Subcritical transition and multistability in liquid metal magnetoconvection with sidewalls
Matthew McCormack, Andrei Teimurazov, Olga Shishkina, Moritz Linkmann
TL;DR
The paper demonstrates that liquid-metal magnetoconvection in a bounded domain with insulating sidewalls undergoes a subcritical transition to turbulence, despite a supercritical linear onset of wall modes. By combining direct numerical simulations with symmetry-based amplitude equations, it identifies three coexisting wall-mode equilibria (LB, SB, MB) and shows that turbulent dynamics are organized by the subcritical SB, undergoing Hopf and Neimark-Sacker bifurcations to chaos. The mean flow in turbulence inherits the SB symmetry, illustrating how nonlinear equilibria govern large-scale structure even far from onset.
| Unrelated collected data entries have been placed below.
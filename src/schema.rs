// === Module Header (agents-tooling) START ===
// header: Parsed by scripts/check_module_headers.sh for purpose/role presence; keep keys on single-line entries.
// purpose: Check a merged input map against the model's declared input schema
// role: input/validation
// inputs: ParsedInput map; SchemaDescriptor extracted from the model JSON
// outputs: ValidationReport listing every violation in one pass
// invariants:
// - No short-circuit: all violations for all fields are collected before valid is decided
// - Fields absent from properties pass silently (vendor schemas evolve faster than the client)
// - integer and number both accept any numeric value; range checks apply to numerics only
// - An unrecognized type string disables the type check for that field, nothing else
// tie_breakers: contracts > orchestration > correctness > performance > minimal_diffs
// === Module Header END ===

use std::collections::BTreeMap;

use serde::{Deserialize, Serialize};
use serde_json::{Map, Value};

use crate::ext::serde_json::{json_type_name, JsonFetch};

/// Declared constraints for a single input field.
#[derive(Debug, Clone, Default, Serialize, Deserialize)]
pub struct FieldSchema {
  #[serde(rename = "type", skip_serializing_if = "Option::is_none")]
  pub kind: Option<String>,
  #[serde(rename = "enum", skip_serializing_if = "Option::is_none")]
  pub allowed: Option<Vec<Value>>,
  #[serde(skip_serializing_if = "Option::is_none")]
  pub minimum: Option<f64>,
  #[serde(skip_serializing_if = "Option::is_none")]
  pub maximum: Option<f64>,
}

/// The input contract a model declares for its jobs.
#[derive(Debug, Clone, Default, Serialize, Deserialize)]
pub struct SchemaDescriptor {
  #[serde(default)]
  pub properties: BTreeMap<String, FieldSchema>,
  #[serde(default)]
  pub required: Vec<String>,
}

/// Outcome of one validation pass; errors carry every violation found.
#[derive(Debug, Clone, Serialize)]
pub struct ValidationReport {
  pub valid: bool,
  pub errors: Vec<String>,
}

impl ValidationReport {
  /// All violations as one newline-joined block for terminal display.
  pub fn joined(&self) -> String {
    self.errors.join("\n")
  }
}

/// Field types the validator understands.
#[derive(Debug, Clone, Copy, PartialEq, Eq)]
enum FieldType {
  Text,
  Number,
  Integer,
  Boolean,
  Array,
}

impl FieldType {
  fn parse(s: &str) -> Option<FieldType> {
    match s {
      "string" => Some(FieldType::Text),
      "number" => Some(FieldType::Number),
      "integer" => Some(FieldType::Integer),
      "boolean" => Some(FieldType::Boolean),
      "array" => Some(FieldType::Array),
      _ => None,
    }
  }

  fn name(self) -> &'static str {
    match self {
      FieldType::Text => "string",
      FieldType::Number => "number",
      FieldType::Integer => "integer",
      FieldType::Boolean => "boolean",
      FieldType::Array => "array",
    }
  }

  fn matches(self, value: &Value) -> bool {
    match self {
      FieldType::Text => value.is_string(),
      FieldType::Number | FieldType::Integer => value.is_number(),
      FieldType::Boolean => value.is_boolean(),
      FieldType::Array => value.is_array(),
    }
  }
}

/// Extract the input schema from a model JSON document.
///
/// A model that declares no schema validates everything as permitted.
pub fn from_model_json(model: &Value) -> SchemaDescriptor {
  model.fetch("latest_version.input_schema").to_or_default::<SchemaDescriptor>()
}

/// Validate a merged input map against the schema.
///
/// Collect-everything design: users see all problems in one pass rather than
/// fixing one flag at a time through repeated invocations.
pub fn validate(input: &Map<String, Value>, schema: &SchemaDescriptor) -> ValidationReport {
  let mut errors: Vec<String> = Vec::new();

  // Phase 1: required fields must be present and non-null
  for name in &schema.required {
    let missing = match input.get(name) {
      None => true,
      Some(Value::Null) => true,
      Some(_) => false,
    };

    if missing {
      errors.push(format!("missing required field: {name}"));
    }
  }

  // Phase 2: declared fields present in the input are checked; unknown fields pass
  for (name, value) in input {
    let Some(field) = schema.properties.get(name) else { continue };

    if value.is_null() {
      // Null presence is handled by the required pass; constraints don't apply.
      continue;
    }

    let declared = field.kind.as_deref().and_then(FieldType::parse);

    if let Some(ty) = declared {
      if !ty.matches(value) {
        errors.push(format!(
          "field {name}: expected {expected}, got {actual}",
          expected = ty.name(),
          actual = json_type_name(value)
        ));
      }
    }

    if let Some(n) = value.as_f64() {
      if let Some(min) = field.minimum {
        if n < min {
          errors.push(format!("field {name}: value {n} is below the minimum of {min}"));
        }
      }

      if let Some(max) = field.maximum {
        if n > max {
          errors.push(format!("field {name}: value {n} is above the maximum of {max}"));
        }
      }
    }

    if let (Some(allowed), Some(s)) = (field.allowed.as_ref(), value.as_str()) {
      let is_member = allowed.iter().any(|a| a.as_str() == Some(s));

      if !is_member {
        let list = allowed
          .iter()
          .map(|a| a.as_str().map(|s| s.to_string()).unwrap_or_else(|| a.to_string()))
          .collect::<Vec<_>>()
          .join(", ");
        errors.push(format!("field {name}: {s:?} is not one of [{list}]"));
      }
    }
  }

  ValidationReport {
    valid: errors.is_empty(),
    errors,
  }
}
These results imply that experimental and theoretical interpretations of magnetoconvection in bounded containers must account for subcriticality and symmetry, especially at higher Hartmann numbers $Ha$.
Abstract
The motionless conducting state of liquid metal convection with an applied vertical magnetic field confined in a vessel with insulating side walls becomes linearly unstable to wall modes through a supercritical pitchfork bifurcation. Nevertheless, we show that the transition proceeds subcritically, with stable finite-amplitude solutions with different symmetries existing at parameter values beneath this linear stability threshold. Under increased thermal driving, the branch born from the linear instability becomes unstable and solutions are attracted to the most subcritical branch, which follows a quasiperiodic route to chaos. Thus, we show that the transition to turbulence is controlled by this subcritical branch and hence, turbulent solutions have no connection to the initial linear instability. This is further quantified by observing that the subcritical equilibrium solution sets the spatial symmetry of the turbulent mean flow and thus, organises large-scale structures in the turbulent regime.